Usted no pierde hombres general

las familias los pierden:

los padres las mujeres los hijos

Lo que usted pierde son piezas

en un tablero de ajedrez

Pero no se preocupe

pronto le llegarán más torres vivas

más peones desechables

Preocúpese mejor

de esa dama de negro

que está en campo contrario

y ya sabe su próxima jugada

 

A veces, como vemos, no es solo la guerra, sino la vida entera, la que nos trata como a peones desechables con los que entretenerse con las formas de violencia más absurdas y crueles.
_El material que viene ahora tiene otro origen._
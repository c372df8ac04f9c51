use thiserror::Error;

// ─── Top-level error hierarchy ───────────────────────────────────────────────

/// Structured error hierarchy for `tracelens`.
///
/// Each subsystem defines its own error variant. Library callers can match on
/// these to decide recovery strategy; internal code continues to use
/// `anyhow::Result` for ad-hoc context chains.
#[derive(Debug, Error)]
pub enum LensError {
    // ── Config ───────────────────────────────────────────────────────────
    #[error("config: {0}")]
    Config(#[from] ConfigError),

    // ── Trace persistence ───────────────────────────────────────────────
    #[error("export: {0}")]
    Export(#[from] ExportError),

    // ── Read path (trace streaming) ─────────────────────────────────────
    #[error("trace read: {0}")]
    Read(#[from] ReadError),

    // ── Generic fallthrough (wraps anyhow for interop) ──────────────────
    #[error(transparent)]
    Other(#[from] anyhow::Error),
}

// ─── Config errors ───────────────────────────────────────────────────────────

#[derive(Debug, Error)]
pub enum ConfigError {
    #[error("failed to load config: {0}")]
    Load(String),

    #[error("validation failed: {0}")]
    Validation(String),
}

// ─── Trace persistence errors ───────────────────────────────────────────────

#[derive(Debug, Error)]
pub enum ExportError {
    #[error("failed to resolve trace file path: {0}")]
    PathResolution(String),

    #[error("write failed: {0}")]
    Write(String),
}

// ─── Read-path errors ───────────────────────────────────────────────────────
//
// Each variant maps to a distinct HTTP status so callers can script against
// the outcome. Messages never include filesystem paths.

#[derive(Debug, Error)]
pub enum ReadError {
    /// 400 — identifier contains a path separator or parent-dir sequence.
    #[error("invalid session id")]
    BadId,

    /// 400 — identifier fails the strict allow-list pattern.
    #[error("invalid session id format")]
    BadFormat,

    /// 400 — Range header present but unparsable.
    #[error("invalid range header")]
    BadRange,

    /// 404 — no trace file for this session.
    #[error("trace not found")]
    NotFound,

    /// 403 — resolved path escapes the trace directory.
    #[error("forbidden")]
    Forbidden,

    #[error("io: {0}")]
    Io(#[from] std::io::Error),
}

// ─── Convenience re-exports ─────────────────────────────────────────────────

/// Shorthand result type for the crate.
pub type Result<T> = std::result::Result<T, LensError>;

#[cfg(test)]
mod tests {
    use super::*;

    #[test]
    fn config_error_displays_correctly() {
        let err = LensError::Config(ConfigError::Validation("bad port".into()));
        assert!(err.to_string().contains("validation failed"));
    }

    #[test]
    fn read_errors_never_leak_paths() {
        for err in [
            ReadError::BadId,
            ReadError::BadFormat,
            ReadError::BadRange,
            ReadError::NotFound,
            ReadError::Forbidden,
        ] {
            assert!(!err.to_string().contains('/'));
        }
    }

    #[test]
    fn anyhow_interop() {
        let anyhow_err = anyhow::anyhow!("something went wrong");
        let lens_err: LensError = anyhow_err.into();
        assert!(lens_err.to_string().contains("something went wrong"));
    }

    #[test]
    fn export_error_displays_correctly() {
        let err = LensError::Export(ExportError::Write("disk full".into()));
        assert!(err.to_string().contains("disk full"));
    }
}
En el faulkneriano condado de Yoknapatawpha, por ejemplo, un personaje (concretamente el Brown de Luz de agosto) puede sentir la existencia como una partida de ajedrez a la que uno es arrojado, diríamos, en medio del ruido y la furia, cuyas reglas pueden cambiar de forma imprevista: “Le parecía que todos, el negro, el sheriff, el dinero, eran solamente formas, como figuras de ajedrez movidas sin razón, de un modo imprevisible, por un Adversario que podía adivinar sus movimientos antes de que los hiciera y que creaba espontáneamente unas reglas que él estaba obligado a seguir, pero no el Adversario”. Y, suponiendo que un demiurgo sanguinario gobierna nuestras vidas, el episodio de la castración de Christmas se anuncia con un seco “El Jugador no había terminado todavía”.

La misma precisa idea y casi con la misma formulación (aduzco otro ejemplo por probar hasta qué punto esta sensación parece universal en la literatura del siglo XX) aparece en la primera parte de un poema del peruano Javier Sologuren titulado “dos o tres experiencias de vacío”, que a la luz del texto de Faulkner no necesita comentario:

sabemos (creemos saber) que

hay un tablero

piezas

casillas claras y oscuras

sabemos   (entrevemos) que

otros

juegan con nosotros

pero

qué pieza se ha movido

quién la ha movido

cómo se ha movido

y a fin de cuentas

qué sabemos

de las

reglas del juego

dentro de este cuarto

donde

el día es una

mecha humeante

 

El ser humano, nos enseña la literatura, no es más que un peón en el inmenso tablero de ajedrez de la vida expuesto a la violencia más cruel, y quizás entonces el existencialismo melancólico de Pessoa es en realidad consolador porque percibo tedio y sinsentido, sí, pero al menos pacífico, más triste que agresivo: “[…] la vida que hemos tenido sin saber cómo y perderemos sin saber cuándo, el juego de diez mil ajedreces que es la vida en común y en lucha, el tedio de contemplar sin utilidad lo que no se realiza nunca”, “el fondo plano de cuadrados sobre el que se levantan las piezas del ajedrez hasta que las guarde el Gran Jugador que, engañándose con una doble personalidad, juega y se entretiene siempre consigo mismo”, porque quizás la vida y la muerte del poema de Gerardo Diego son, en realidad, la doble personalidad de ese “Gran Jugador”, de ese “Adversario” que se entretiene moviéndonos por el tablero y al que conocemos también con el nombre de existencia.